Cell-based flow cytometry assay for simultaneous detection of multiple autoantibodies in a single serum sample

Accurate serologic evaluation of autoantibodies in patients with autoimmune diseases is critical. In the present study, we established a live cell-based assay for simultaneous detection of multiple autoantibodies in a single serum sample. Autoantibody seropositivity was determined by 3-color flow cytometry using live Chinese hamster ovary cells transiently expressing a target protein of interest fused to enhanced green fluorescent protein and labeled with Alexa Fluor 647 and Hoechst 33342. As a representative example, we applied the strategy for simultaneous detection of 2 recently established biomarkers for central nervous system autoimmune inflammatory demyelinating disorders, anti-aquaporin-4 autoantibody and anti-myelin oligodendrocyte glycoprotein autoantibody, in a single serum sample.

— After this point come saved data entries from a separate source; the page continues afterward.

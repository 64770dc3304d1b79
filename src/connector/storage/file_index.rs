use std::collections::BTreeMap;
use std::path::{Path, PathBuf};

use serde::{Deserialize, Serialize};
use tracing::{debug, warn};

use crate::domain::{DomainError, FileInfo, FileRecord};

/// Schema version; bumping it invalidates every persisted index.
pub const FILE_INDEX_VERSION: u32 = 2;

pub const FILE_INDEX_NAME: &str = "file-index.json";

#[derive(Debug, Clone, PartialEq, Serialize, Deserialize)]
#[serde(rename_all = "camelCase")]
struct FileIndexData {
    version: u32,
    project_root: String,
    files: BTreeMap<String, FileRecord>,
}

/// Persistent mapping `relative path → (hash, mtime, chunk count,
/// indexed-at)`, diffed against fresh crawls to find incremental work.
///
/// Callers must serialize saves per instance; the planner holds the single
/// writer for the duration of a run.
pub struct FileIndex {
    path: PathBuf,
    data: FileIndexData,
}

impl FileIndex {
    /// Load the index from `data_dir`, discarding it on version or
    /// project-root mismatch.
    pub async fn load(data_dir: &Path, project_root: &str) -> Self {
        let path = data_dir.join(FILE_INDEX_NAME);
        let empty = FileIndexData {
            version: FILE_INDEX_VERSION,
            project_root: project_root.to_string(),
            files: BTreeMap::new(),
        };

        let data = match tokio::fs::read_to_string(&path).await {
            Ok(raw) => match serde_json::from_str::<FileIndexData>(&raw) {
                Ok(data)
                    if data.version == FILE_INDEX_VERSION
                        && data.project_root == project_root =>
                {
                    data
                }
                Ok(data) => {
                    warn!(
                        "Discarding file index (version {} root {:?}, want {} {:?})",
                        data.version, data.project_root, FILE_INDEX_VERSION, project_root
                    );
                    empty
                }
                Err(e) => {
                    warn!("Discarding unreadable file index: {}", e);
                    empty
                }
            },
            Err(_) => empty,
        };

        Self { path, data }
    }

    pub fn in_memory(project_root: &str) -> Self {
        Self {
            path: PathBuf::new(),
            data: FileIndexData {
                version: FILE_INDEX_VERSION,
                project_root: project_root.to_string(),
                files: BTreeMap::new(),
            },
        }
    }

    /// Crawled files that are new or whose mtime-or-hash differs from the
    /// stored record.
    pub fn changed_files<'a>(&self, crawl: &'a [FileInfo]) -> Vec<&'a FileInfo> {
        crawl
            .iter()
            .filter(|info| {
                self.data
                    .files
                    .get(&info.rel_path)
                    .map(|record| !record.matches(info))
                    .unwrap_or(true)
            })
            .collect()
    }

    /// Stored paths absent from the crawl.
    pub fn deleted_files(&self, crawl: &[FileInfo]) -> Vec<String> {
        let current: std::collections::HashSet<&str> =
            crawl.iter().map(|f| f.rel_path.as_str()).collect();
        self.data
            .files
            .keys()
            .filter(|path| !current.contains(path.as_str()))
            .cloned()
            .collect()
    }

    pub fn update_file(&mut self, record: FileRecord) {
        self.data.files.insert(record.relative_path.clone(), record);
    }

    pub fn remove_file(&mut self, rel_path: &str) {
        self.data.files.remove(rel_path);
    }

    pub fn get_file(&self, rel_path: &str) -> Option<&FileRecord> {
        self.data.files.get(rel_path)
    }

    pub fn files(&self) -> impl Iterator<Item = &FileRecord> {
        self.data.files.values()
    }

    pub fn len(&self) -> usize {
        self.data.files.len()
    }

    pub fn is_empty(&self) -> bool {
        self.data.files.is_empty()
    }

    pub fn clear(&mut self) {
        self.data.files.clear();
    }

    /// Persist atomically: create the directory, write a temp file, rename
    /// over the target.
    pub async fn save(&self) -> Result<(), DomainError> {
        if self.path.as_os_str().is_empty() {
            return Ok(());
        }
        let json = serde_json::to_string_pretty(&self.data)
            .map_err(|e| DomainError::storage(format!("Failed to encode file index: {}", e)))?;
        write_atomic(&self.path, json.as_bytes()).await?;
        debug!("Saved file index ({} files)", self.data.files.len());
        Ok(())
    }
}

/// Shared atomic-write helper for the JSON artifacts.
pub async fn write_atomic(path: &Path, bytes: &[u8]) -> Result<(), DomainError> {
    if let Some(parent) = path.parent() {
        tokio::fs::create_dir_all(parent).await?;
    }
    let tmp = path.with_extension("tmp");
    tokio::fs::write(&tmp, bytes).await?;
    tokio::fs::rename(&tmp, path).await?;
    Ok(())
}

#[cfg(test)]
mod tests {
    use super::*;
    use crate::domain::Language;
    use tempfile::TempDir;

    fn info(rel: &str, hash: &str, mtime: u64) -> FileInfo {
        FileInfo {
            path: PathBuf::from(format!("/repo/{rel}")),
            rel_path: rel.to_string(),
            language: Language::Rust,
            hash: hash.to_string(),
            size: 10,
            mtime_ms: mtime,
        }
    }

    #[tokio::test]
    async fn test_changed_and_deleted_files() {
        let mut index = FileIndex::in_memory("/repo");
        index.update_file(FileRecord::from_crawl(&info("a.rs", "h1", 100), 1, 2));
        index.update_file(FileRecord::from_crawl(&info("b.rs", "h2", 100), 1, 1));

        let crawl = vec![
            info("a.rs", "h1", 100),      // unchanged
            info("b.rs", "h2-new", 200),  // modified
            info("c.rs", "h3", 100),      // new
        ];

        let changed: Vec<&str> = index
            .changed_files(&crawl)
            .iter()
            .map(|f| f.rel_path.as_str())
            .collect();
        assert_eq!(changed, vec!["b.rs", "c.rs"]);

        let crawl_without_a = vec![info("b.rs", "h2-new", 200)];
        assert_eq!(index.deleted_files(&crawl_without_a), vec!["a.rs"]);
    }

    #[tokio::test]
    async fn test_save_and_reload() {
        let dir = TempDir::new().unwrap();
        let mut index = FileIndex::load(dir.path(), "/repo").await;
        index.update_file(FileRecord::from_crawl(&info("a.rs", "h1", 100), 7, 3));
        index.save().await.unwrap();

        let reloaded = FileIndex::load(dir.path(), "/repo").await;
        assert_eq!(reloaded.len(), 1);
        let record = reloaded.get_file("a.rs").unwrap();
        assert_eq!(record.hash, "h1");
        assert_eq!(record.chunk_count, 3);
        assert_eq!(record.indexed_at, 7);
    }

    #[tokio::test]
    async fn test_project_root_mismatch_discards() {
        let dir = TempDir::new().unwrap();
        let mut index = FileIndex::load(dir.path(), "/repo").await;
        index.update_file(FileRecord::from_crawl(&info("a.rs", "h1", 100), 1, 1));
        index.save().await.unwrap();

        let other = FileIndex::load(dir.path(), "/other-repo").await;
        assert!(other.is_empty());
    }

    #[tokio::test]
    async fn test_save_is_byte_stable() {
        let dir = TempDir::new().unwrap();
        let mut index = FileIndex::load(dir.path(), "/repo").await;
        index.update_file(FileRecord::from_crawl(&info("b.rs", "h2", 100), 1, 1));
        index.update_file(FileRecord::from_crawl(&info("a.rs", "h1", 100), 1, 1));
        index.save().await.unwrap();
        let first = std::fs::read(dir.path().join(FILE_INDEX_NAME)).unwrap();

        let reloaded = FileIndex::load(dir.path(), "/repo").await;
        reloaded.save().await.unwrap();
        let second = std::fs::read(dir.path().join(FILE_INDEX_NAME)).unwrap();

        assert_eq!(first, second);
    }
}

This analysis revealed the coexistence of these 2 autoantibodies. We demonstrated that this assay can simultaneously detect 3 different autoantibodies. We propose a quadrant gating strategy of flow cytometry contour plots to clearly distinguish seropositive sera from seronegative sera regardless of the extent of the background signal level or the autoantibody titer. This novel and practical method using a combination of fluorescent proteins and fluorochromes to simultaneously detect multiple autoantibodies improves the efficiency of evaluating serum samples, and therefore provides significant benefits to both the patient and the healthcare professionals performing autoantibody testing. [Display omitted] •We established a novel cell-based flow cytometry assay.•Our gating strategy was applied to simultaneously detect AQP4-IgG and MOG-IgG.•The coexistence of AQP4-IgG and MOG-IgG was identified by this assay.•Seropositive sera are clearly distinguished from seronegative sera.•Our assay improves the efficiency of evaluating serum samples.